Selling Your Dental Practice


7 Misconceptions Dentists Have About
Selling Their Dental Practice

By Philip Kempler, DMD, Broker
Thomas & Fees Practice Sales

I’m always amazed how many misconceptions most dentists have about selling their dental practice, but I really shouldn’t be.  After all, most dentists have never sold a dental practice before, and no classes are offered on the subject.  Most dentists depend on the rumors they hear from their buddies.  And like all gossip, most is a collection of half truths.   Let’s talk about some of the misconceptions dentists have.

First is price.  Years ago, you could sell a practice at one year’s gross income.  If you grossed $400,000 per year, that would be the sales price.  But the truth is, practices shouldn’t even be evaluated on gross income, but rather true net income.  True net is not necessarily what the tax return shows. To get the true net you must add to the bottom line additional items such as amortization, depreciation, owner benefits such as medical insurance, automobile expense, etc. Most appraisers use a multiplier of net income, approximately 1 ½ - 2 ½  times.  If your true net income was $100,000, then the approximate sales price would be $150,000 - $250,000. And here’s another point, don’t be suckered in by some fast talking salesman that promises an unrealistic price.    I’ve seen this happen and the outcome can be gruesome.  In one case, it took over a year to sell the practice and when it did, it was well below market.  Another time, the inflated sales price was based on false practice numbers which ended up in a lawsuit.

Second, many dentists think they have to carry a note back. Actually, a full service dental Broker can almost always get the Seller 100% cash, unless the Seller specifically requests otherwise.

Third, has to do with how long you’ll have to stay in the practice once it’s been sold.  This is less predictable.  The length of time your services will be required  depends greatly on whether you are selling a general practice or a specialty practice such as orthodontics.  In general, the general practitioner can shut the door on his way out, other than a brief consulting period in which the Seller usually stays in the background.  The specialist usually has to stay 1-2 months.  The length of stay also may be negotiable.  The Buyer may want you to work one or two days a week.

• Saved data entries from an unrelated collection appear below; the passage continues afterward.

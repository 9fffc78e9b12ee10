//! Typed event protocol for variant generation jobs.
//!
//! The stream is the only way a caller observes a job. Events advance
//! monotonically: `Analyzing` -> `Analyzed` -> interleaved `Processing` and
//! per-slot terminal events (in resolution order, not slot order) -> one
//! final `Done`. A fatal analysis failure short-circuits to `Error`.

use adcraft_db::models::fragment::Fragment;
use serde::Serialize;

/// One event in a variant generation job's stream.
#[derive(Debug, Clone, Serialize)]
#[serde(tag = "type", rename_all = "snake_case")]
pub enum VariantEvent {
    /// Phase 1 started: the source asset is being analyzed.
    Analyzing,

    /// Phase 1 finished; all slot prompts are grounded on this description.
    Analyzed { description: String },

    /// `progress` of `total` slots have resolved.
    Processing { progress: u32, total: u32 },

    /// A slot produced and persisted a new asset fragment.
    SlotComplete { slot: u32, asset: Fragment },

    /// A slot failed; the job continues with the remaining slots.
    SlotError { slot: u32, message: String },

    /// All slots resolved. Lists every persisted asset and every slot
    /// error message, in resolution order.
    Done {
        assets: Vec<Fragment>,
        errors: Vec<String>,
    },

    /// The job failed as a whole (analysis failure). Terminal.
    Error { message: String },
}
//! The deployment orchestrator.
//!
//! Takes a batch of combination ids, claims each one exactly once, submits
//! the claimed ones to the ad platform under bounded concurrency, and
//! records per-item outcomes. One platform failure never aborts the batch;
//! only a bad ad set reference fails the whole call.

use std::collections::HashMap;
use std::sync::Arc;

use adcraft_core::error::CoreError;
use adcraft_core::types::DbId;
use adcraft_db::models::combination::Combination;
use adcraft_db::models::fragment::Fragment;
use adcraft_db::repositories::{AdSetRepo, CombinationRepo, FragmentRepo};
use adcraft_platform::{ActivationState, AdPlatform, CreativeSpec};
use serde::Serialize;
use sqlx::PgPool;
use tokio::sync::Semaphore;
use tokio::task::JoinSet;

/// Default bound on concurrent platform calls per deploy batch.
pub const DEFAULT_DEPLOY_CONCURRENCY: usize = 4;

/// Failure reason recorded when an internal error aborts the batch with
/// claims still open.
const ABORT_REASON: &str = "deployment aborted by internal error";

/// One deployment request.
#[derive(Debug, Clone)]
pub struct DeployRequest {
    /// The platform ad account to create ads under. Always explicit,
    /// never ambient session state.
    pub ad_account_id: String,
    pub ad_set_id: DbId,
    pub combination_ids: Vec<DbId>,
    /// Applied uniformly to every item in the batch.
    pub activation: ActivationState,
}

/// Per-combination deployment outcome.
#[derive(Debug, Clone, Serialize)]
pub struct DeployItem {
    pub combination_id: DbId,
    pub success: bool,
    pub external_ad_id: Option<String>,
    pub error: Option<String>,
}

/// Aggregate result of one deploy call.
#[derive(Debug, Clone, Serialize)]
pub struct DeploySummary {
    pub deployed: u64,
    pub failed: u64,
    pub per_item: Vec<DeployItem>,
}

/// Whole-call failures. Per-item failures are data in [`DeploySummary`].
#[derive(Debug, thiserror::Error)]
pub enum DeployError {
    #[error(transparent)]
    Core(#[from] CoreError),

    #[error(transparent)]
    Database(#[from] sqlx::Error),
}

/// Orchestrates ad deployment batches. Shared behind an `Arc`.
pub struct DeployOrchestrator {
    pool: PgPool,
    platform: Arc<dyn AdPlatform>,
    concurrency: usize,
}

impl DeployOrchestrator {
    pub fn new(pool: PgPool, platform: Arc<dyn AdPlatform>, concurrency: usize) -> Self {
        Self {
            pool,
            platform,
            concurrency: concurrency.max(1),
        }
    }

    /// Deploy a batch of combinations. Returns per-item outcomes in the
    /// order the ids were supplied.
    pub async fn deploy(&self, request: DeployRequest) -> Result<DeploySummary, DeployError> {
        let ad_set = AdSetRepo::find_by_id(&self.pool, request.ad_set_id)
            .await?
            .ok_or(CoreError::NotFound {
                entity: "AdSet",
                id: request.ad_set_id,
            })?;
        let adset_external_id = ad_set.external_id.ok_or_else(|| {
            CoreError::Validation(format!(
                "Ad set {} is not linked to the ad platform",
                request.ad_set_id
            ))
        })?;

        tracing::info!(
            ad_set_id = request.ad_set_id,
            batch = request.combination_ids.len(),
            account = %request.ad_account_id,
            "Starting deployment batch"
        );

        let mut per_item: Vec<Option<DeployItem>> = vec![None; request.combination_ids.len()];
        let mut claimed: Vec<(usize, Combination, CreativeSpec)> = Vec::new();

        // Claim phase: flip each id to `deploying` exactly once and resolve
        // its creative. Unclaimable or unresolvable ids become failed items
        // without ever reaching the platform.
        for (index, &id) in request.combination_ids.iter().enumerate() {
            let combination =
                match CombinationRepo::claim_for_deploy(&self.pool, request.ad_set_id, id).await {
                    Ok(Some(c)) => c,
                    Ok(None) => {
                        per_item[index] = Some(DeployItem {
                            combination_id: id,
                            success: false,
                            external_ad_id: None,
                            error: Some(
                                "not deployable: missing, already deployed, or deploy in progress"
                                    .to_string(),
                            ),
                        });
                        continue;
                    }
                    Err(e) => {
                        let held: Vec<DbId> = claimed.iter().map(|(_, c, _)| c.id).collect();
                        self.release_claims(&held, ABORT_REASON).await;
                        return Err(e.into());
                    }
                };

            match self.resolve_creative(&combination, &adset_external_id).await {
                Ok(spec) => claimed.push((index, combination, spec)),
                Err(message) => {
                    if let Err(e) =
                        CombinationRepo::mark_deploy_failed(&self.pool, id, &message).await
                    {
                        let mut held: Vec<DbId> = claimed.iter().map(|(_, c, _)| c.id).collect();
                        held.push(id);
                        self.release_claims(&held, ABORT_REASON).await;
                        return Err(e.into());
                    }
                    per_item[index] = Some(DeployItem {
                        combination_id: id,
                        success: false,
                        external_ad_id: None,
                        error: Some(message),
                    });
                }
            }
        }

        // Submission phase: independent platform calls, bounded, failures
        // isolated per item.
        let semaphore = Arc::new(Semaphore::new(self.concurrency));
        let mut pending: Vec<(usize, DbId)> = claimed.iter().map(|(i, c, _)| (*i, c.id)).collect();
        let mut set = JoinSet::new();
        for (index, combination, spec) in claimed {
            let platform = Arc::clone(&self.platform);
            let semaphore = Arc::clone(&semaphore);
            let account = request.ad_account_id.clone();
            let activation = request.activation;
            set.spawn(async move {
                let Ok(_permit) = semaphore.acquire_owned().await else {
                    return (
                        index,
                        combination.id,
                        Err("deployment pool closed".to_string()),
                    );
                };
                let result = platform
                    .create_ad(&account, &spec, activation)
                    .await
                    .map_err(|e| e.to_string());
                (index, combination.id, result)
            });
        }

        while let Some(joined) = set.join_next().await {
            let (index, id, result) = match joined {
                Ok(outcome) => outcome,
                Err(e) => {
                    // A panicked submission task never reports back; its
                    // row is reverted from `pending` after this loop.
                    tracing::error!(error = %e, "Deployment task panicked");
                    continue;
                }
            };
            pending.retain(|&(_, pid)| pid != id);
            let item = match result {
                Ok(external_ad_id) => {
                    match CombinationRepo::mark_deployed(&self.pool, id, &external_ad_id).await {
                        Ok(_) => DeployItem {
                            combination_id: id,
                            success: true,
                            external_ad_id: Some(external_ad_id),
                            error: None,
                        },
                        Err(e) => {
                            let mut held: Vec<DbId> =
                                pending.iter().map(|&(_, pid)| pid).collect();
                            held.push(id);
                            self.release_claims(&held, ABORT_REASON).await;
                            return Err(e.into());
                        }
                    }
                }
                Err(message) => {
                    tracing::warn!(combination_id = id, error = %message, "Deployment failed");
                    match CombinationRepo::mark_deploy_failed(&self.pool, id, &message).await {
                        Ok(_) => DeployItem {
                            combination_id: id,
                            success: false,
                            external_ad_id: None,
                            error: Some(message),
                        },
                        Err(e) => {
                            let mut held: Vec<DbId> =
                                pending.iter().map(|&(_, pid)| pid).collect();
                            held.push(id);
                            self.release_claims(&held, ABORT_REASON).await;
                            return Err(e.into());
                        }
                    }
                }
            };
            per_item[index] = Some(item);
        }

        // Rows whose submission task panicked are still claimed. Revert
        // them so the combinations stay retryable.
        for (index, id) in pending {
            self.release_claims(&[id], "deployment task failed unexpectedly")
                .await;
            per_item[index] = Some(DeployItem {
                combination_id: id,
                success: false,
                external_ad_id: None,
                error: Some("deployment task failed unexpectedly".to_string()),
            });
        }

        let per_item: Vec<DeployItem> = per_item
            .into_iter()
            .zip(&request.combination_ids)
            .map(|(item, &id)| {
                item.unwrap_or(DeployItem {
                    combination_id: id,
                    success: false,
                    external_ad_id: None,
                    error: Some("deployment task failed unexpectedly".to_string()),
                })
            })
            .collect();

        let deployed = per_item.iter().filter(|i| i.success).count() as u64;
        let failed = per_item.len() as u64 - deployed;
        tracing::info!(
            ad_set_id = request.ad_set_id,
            deployed,
            failed,
            "Deployment batch finished"
        );
        Ok(DeploySummary {
            deployed,
            failed,
            per_item,
        })
    }

    /// Best-effort revert of claims that never reached a terminal state.
    /// `deploy_failed` is retryable; a row stuck in `deploying` is not.
    async fn release_claims(&self, ids: &[DbId], reason: &str) {
        for &id in ids {
            if let Err(e) = CombinationRepo::mark_deploy_failed(&self.pool, id, reason).await {
                tracing::error!(
                    combination_id = id,
                    error = %e,
                    "Failed to release deploy claim"
                );
            }
        }
    }

    /// Load the combination's fragments and assemble the platform creative.
    /// A dangling fragment reference is that item's failure, not ours.
    async fn resolve_creative(
        &self,
        combination: &Combination,
        adset_external_id: &str,
    ) -> Result<CreativeSpec, String> {
        let mut ids = vec![
            combination.asset_id,
            combination.headline_id,
            combination.body_id,
            combination.description_id,
            combination.cta_text_id,
        ];
        if let Some(hook_id) = combination.hook_id {
            ids.push(hook_id);
        }

        let fragments = FragmentRepo::find_many(&self.pool, &ids)
            .await
            .map_err(|e| format!("cannot load fragments: {e}"))?;
        let by_id: HashMap<DbId, &Fragment> = fragments.iter().map(|f| (f.id, f)).collect();

        let content = |id: DbId, what: &str| -> Result<String, String> {
            by_id
                .get(&id)
                .map(|f| f.content.clone())
                .ok_or_else(|| format!("{what} fragment {id} no longer exists"))
        };

        Ok(CreativeSpec {
            asset_path: content(combination.asset_id, "asset")?,
            hook: match combination.hook_id {
                Some(id) => Some(content(id, "hook")?),
                None => None,
            },
            headline: content(combination.headline_id, "headline")?,
            body: content(combination.body_id, "body")?,
            description: content(combination.description_id, "description")?,
            cta_text: content(combination.cta_text_id, "cta_text")?,
            cta_type: combination.cta_type.clone(),
            adset_external_id: adset_external_id.to_string(),
        })
    }
}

Fourth, most dentists think they have to spend thousands of dollars to “fix up” the office before selling.  This is not the case. It doesn’t make sense to replace the carpeting, repaint the office or replace wallpaper when the new Buyer may not like your color scheme. In addition, don’t buy new equipment - you’ll never get your money out of it.  However, it is a good idea to tidy up and make the office look neat and professional.

Fifth, it is a misconception the practice should sell in a month or two.  The fact is that most practices take 5-6 months to sell.  Even if a Buyer is procured within a couple of weeks, it takes 4-6 weeks to get a loan for the Buyer.  Landlords are notorious for taking their sweet time to either assign an existing lease or present a new lease.   It is also very important to check with your Broker whether or not to get a new lease prior to listing your practice for sale. Do not automatically think you should sign a new lease.  And it takes time for your Broker to consult with accountants and lawyers for both Buyer and Seller to pull all the pieces together.  An important transaction should be done carefully and professionally.   All angles should be looked at before signing on the dotted line, including considerations to minimizing taxes for the Seller.

Sixth, I can sell the practice myself and save a commission.  While this is true, so is the following story that actually happened to me.  I had a patient come in and was very proud that he had “pulled” one of his own teeth.  He went out of his way to show me how nicely the “gums” had healed.  He told me he had saved $250.  I complimented him and told him I’d do him one better by taking an x-ray of the area for no charge.  You guessed it – the radiograph showed half the root still remained.  He ended up going to the oral surgeon and it cost him $750.  Why should selling a dental practice be any different.  There are many considerations to deal with and unless you have sold a practice before and have a legal background, you may be looking at a future lawsuit.

Seventh, and most important is that all Brokers are not the same.  When selecting a Broker ask yourself these questions:

1.   Will you be dealing with a Broker or some salesperson? There is a difference.

2.   Will you be talking to the same person each time you call the firm?

3.  What does the Broker know about dentistry? Selling land or houses is totally different than selling a dental practice.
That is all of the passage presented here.